At the state level Nevada State Senator Mo Denis (D) introduced a bill that would create a community solar pilot program for the state. The bill would also include a carve-out for low-income residents in the state to help them benefit from lower energy costs promised by solar power.
In Massachusetts the state’s department of Department of Energy Resources (DOER) agreed to extend the current rebate scheme, the Solar Renewable Energy Credit (SREC 2), before the SMART program can take effect. The move was hailed by solar power advocates. However, they remain concerned about the net-metering caps in the state, which some utilities have already met.

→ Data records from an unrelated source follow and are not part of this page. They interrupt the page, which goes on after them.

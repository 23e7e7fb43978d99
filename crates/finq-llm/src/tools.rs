//! Tool definition types for function calling

use serde::{Deserialize, Serialize};
use serde_json::Value;

/// Tool definition sent to the model
#[derive(Debug, Clone, PartialEq, Serialize, Deserialize)]
pub struct ToolDefinition {
    /// Tool name (must match the registered tool)
    pub name: String,

    /// What the tool does
    pub description: String,

    /// JSON schema of the tool input
    pub input_schema: Value,
}

impl ToolDefinition {
    /// Create a new tool definition
    pub fn new(name: impl Into<String>, description: impl Into<String>, input_schema: Value) -> Self {
        Self {
            name: name.into(),
            description: description.into(),
            input_schema,
        }
    }

    /// One-line description used when tools are listed in a prompt
    pub fn summary_line(&self) -> String {
        format!("- {}: {} (input schema: {})", self.name, self.description, self.input_schema)
    }
}

/// Helpers to build JSON schemas for tool inputs
pub mod schema {
    use serde_json::{Value, json};

    /// Object schema with properties
    ///
    /// ```
    /// use finq_llm::tools::schema;
    /// use serde_json::json;
    ///
    /// let schema = schema::object(
    ///     json!({ "symbol": schema::string("Ticker symbol") }),
    ///     &["symbol"],
    /// );
    /// assert_eq!(schema["required"][0], "symbol");
    /// ```
    pub fn object(properties: Value, required: &[&str]) -> Value {
        json!({
            "type": "object",
            "properties": properties,
            "required": required,
        })
    }

    /// String property schema
    pub fn string(description: &str) -> Value {
        json!({ "type": "string", "description": description })
    }

    /// String property restricted to a set of values
    pub fn string_enum(description: &str, values: &[&str]) -> Value {
        json!({ "type": "string", "description": description, "enum": values })
    }

    /// Number property schema
    pub fn number(description: &str) -> Value {
        json!({ "type": "number", "description": description })
    }

    /// Integer property schema
    pub fn integer(description: &str) -> Value {
        json!({ "type": "integer", "description": description })
    }

    /// Array property schema
    pub fn array(description: &str, items: Value) -> Value {
        json!({ "type": "array", "description": description, "items": items })
    }
}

The NY Green Bank in New York is looking to fund microgrid projects. Last week it announced that it was awarding a total of $11 million to 11 microgrid projects to aid in their design and implementation. It’s the second stage for the competition. In a third state it will invest up to $50 million per project to help them reach completion.
It’s not all good for the solar industry and the states however, in Missouri a bill to increase fees on rooftop solar installations up to 75 percent was introduced. The bill is opposed by solar advocates.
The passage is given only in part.